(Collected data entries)
—————

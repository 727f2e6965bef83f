//! Request-body validation.
//!
//! Violations are collected so one response reports every problem at once.

use taproom_core::{DomainError, DomainResult};

use crate::field::Field;

#[derive(Debug, Default)]
pub struct Violations(Vec<String>);

impl Violations {
    pub fn new() -> Self {
        Self::default()
    }

    pub fn push(&mut self, msg: impl Into<String>) {
        self.0.push(msg.into());
    }

    /// Field must be present, non-blank and within `min..=max` characters.
    pub fn required_text(&mut self, field: &str, value: &Field<String>, min: usize, max: usize) {
        match value.as_option() {
            None => self.push(format!("{field}: must not be blank")),
            Some(s) => self.non_blank_bounds(field, s, min, max),
        }
    }

    /// When present, the field must be non-blank and within `min..=max` characters.
    pub fn optional_non_blank_text(&mut self, field: &str, value: &Field<String>, min: usize, max: usize) {
        if let Some(s) = value.as_option() {
            self.non_blank_bounds(field, s, min, max);
        }
    }

    /// When present, the field must be within `min..=max` characters.
    /// Whitespace counts toward the length.
    pub fn optional_text(&mut self, field: &str, value: &Field<String>, min: usize, max: usize) {
        if let Some(s) = value.as_option() {
            self.length_bounds(field, s, min, max);
        }
    }

    pub fn required_present<T>(&mut self, field: &str, value: &Field<T>) {
        if !value.is_value() {
            self.push(format!("{field}: is required"));
        }
    }

    /// Record the error from a parse step, if any.
    pub fn check<T>(&mut self, result: DomainResult<T>) {
        if let Err(e) = result {
            match e {
                DomainError::Validation(msg) => self.push(msg),
                other => self.push(other.to_string()),
            }
        }
    }

    pub fn is_empty(&self) -> bool {
        self.0.is_empty()
    }

    pub fn into_result(self) -> DomainResult<()> {
        if self.0.is_empty() {
            Ok(())
        } else {
            Err(DomainError::validation(self.0.join("; ")))
        }
    }

    fn non_blank_bounds(&mut self, field: &str, s: &str, min: usize, max: usize) {
        if s.trim().is_empty() {
            self.push(format!("{field}: must not be blank"));
            return;
        }
        self.length_bounds(field, s, min, max);
    }

    fn length_bounds(&mut self, field: &str, s: &str, min: usize, max: usize) {
        let len = s.chars().count();
        if len < min || len > max {
            self.push(format!("{field}: length must be between {min} and {max}"));
        }
    }
}
//! Persistence seam for entities.
//!
//! The `EntityStore` trait is the only shared mutable resource in the system.
//! Implementations:
//! - `InMemoryEntityStore` (tests/dev)
//! - Postgres stores (production)
//!
//! ## Write ordering
//!
//! There is no optimistic locking: two concurrent saves of the same id are
//! resolved by whichever reaches the store last.

use std::sync::Arc;

use thiserror::Error;

use crate::entity::Entity;
use crate::id::EntityId;

pub type StoreResult<T> = Result<T, StoreError>;

#[derive(Debug, Error, Clone, PartialEq, Eq)]
pub enum StoreError {
    /// Transient infrastructure failure (connection refused, pool closed, ...).
    #[error("store unavailable: {0}")]
    Unavailable(String),

    /// An update targeted a row that no longer exists.
    #[error("no row with id {0}")]
    MissingRow(EntityId),

    /// A persisted row could not be decoded into an entity.
    #[error("corrupt row: {0}")]
    Corrupt(String),
}

impl StoreError {
    pub fn unavailable(msg: impl Into<String>) -> Self {
        Self::Unavailable(msg.into())
    }

    pub fn corrupt(msg: impl Into<String>) -> Self {
        Self::Corrupt(msg.into())
    }
}

/// Async key-by-id persistence for one entity kind.
#[async_trait::async_trait]
pub trait EntityStore<E: Entity>: Send + Sync {
    /// All records, in store-defined order.
    async fn find_all(&self) -> StoreResult<Vec<E>>;

    async fn find_by_id(&self, id: EntityId) -> StoreResult<Option<E>>;

    /// Insert when `entity.id()` is `None`, update otherwise.
    ///
    /// Returns the persisted value carrying its id and audit stamps.
    async fn save(&self, entity: E) -> StoreResult<E>;

    /// Idempotent: deleting an unknown id succeeds.
    async fn delete_by_id(&self, id: EntityId) -> StoreResult<()>;

    async fn count(&self) -> StoreResult<u64>;
}

#[async_trait::async_trait]
impl<E, S> EntityStore<E> for Arc<S>
where
    E: Entity,
    S: EntityStore<E> + ?Sized,
{
    async fn find_all(&self) -> StoreResult<Vec<E>> {
        (**self).find_all().await
    }

    async fn find_by_id(&self, id: EntityId) -> StoreResult<Option<E>> {
        (**self).find_by_id(id).await
    }

    async fn save(&self, entity: E) -> StoreResult<E> {
        (**self).save(entity).await
    }

    async fn delete_by_id(&self, id: EntityId) -> StoreResult<()> {
        (**self).delete_by_id(id).await
    }

    async fn count(&self) -> StoreResult<u64> {
        (**self).count().await
    }
}
use std::sync::Arc;

use axum::{
    extract::State,
    http::{HeaderMap, HeaderValue, StatusCode, header},
    middleware::Next,
    response::Response,
};
use chrono::Utc;

use taproom_auth::JwtValidator;

use crate::app::errors;

#[derive(Clone)]
pub struct AuthState {
    pub jwt: Arc<dyn JwtValidator>,
}

pub async fn auth_middleware(
    State(state): State<AuthState>,
    req: axum::http::Request<axum::body::Body>,
    next: Next,
) -> Response {
    let token = match extract_bearer(req.headers()) {
        Some(token) => token,
        None => return unauthorized("missing bearer token"),
    };

    let claims = match state.jwt.validate(token, Utc::now()) {
        Ok(claims) => claims,
        Err(e) => {
            tracing::debug!(error = %e, "rejected bearer token");
            return unauthorized(e.to_string());
        }
    };

    tracing::debug!(subject = %claims.sub, roles = ?claims.roles, "authenticated request");
    next.run(req).await
}

fn unauthorized(message: impl Into<String>) -> Response {
    let mut resp = errors::json_error(StatusCode::UNAUTHORIZED, "unauthorized", message);
    resp.headers_mut()
        .insert(header::WWW_AUTHENTICATE, HeaderValue::from_static("Bearer"));
    resp
}

fn extract_bearer(headers: &HeaderMap) -> Option<&str> {
    let header = headers.get(header::AUTHORIZATION)?.to_str().ok()?;
    let token = header.strip_prefix("Bearer ")?.trim();
    (!token.is_empty()).then_some(token)
}

#[cfg(test)]
mod tests {
    use super::*;

    fn headers(value: &str) -> HeaderMap {
        let mut h = HeaderMap::new();
        h.insert(header::AUTHORIZATION, HeaderValue::from_str(value).unwrap());
        h
    }

    #[test]
    fn extracts_bearer_token() {
        assert_eq!(extract_bearer(&headers("Bearer abc.def.ghi")), Some("abc.def.ghi"));
    }

    #[test]
    fn rejects_other_schemes_and_blank_tokens() {
        assert_eq!(extract_bearer(&HeaderMap::new()), None);
        assert_eq!(extract_bearer(&headers("Basic dXNlcjpwYXNz")), None);
        assert_eq!(extract_bearer(&headers("Bearer    ")), None);
    }
}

—————

Report how many lines in the data contain the word "within", with no words besides the number.

▶ [Solution to this exercise] 3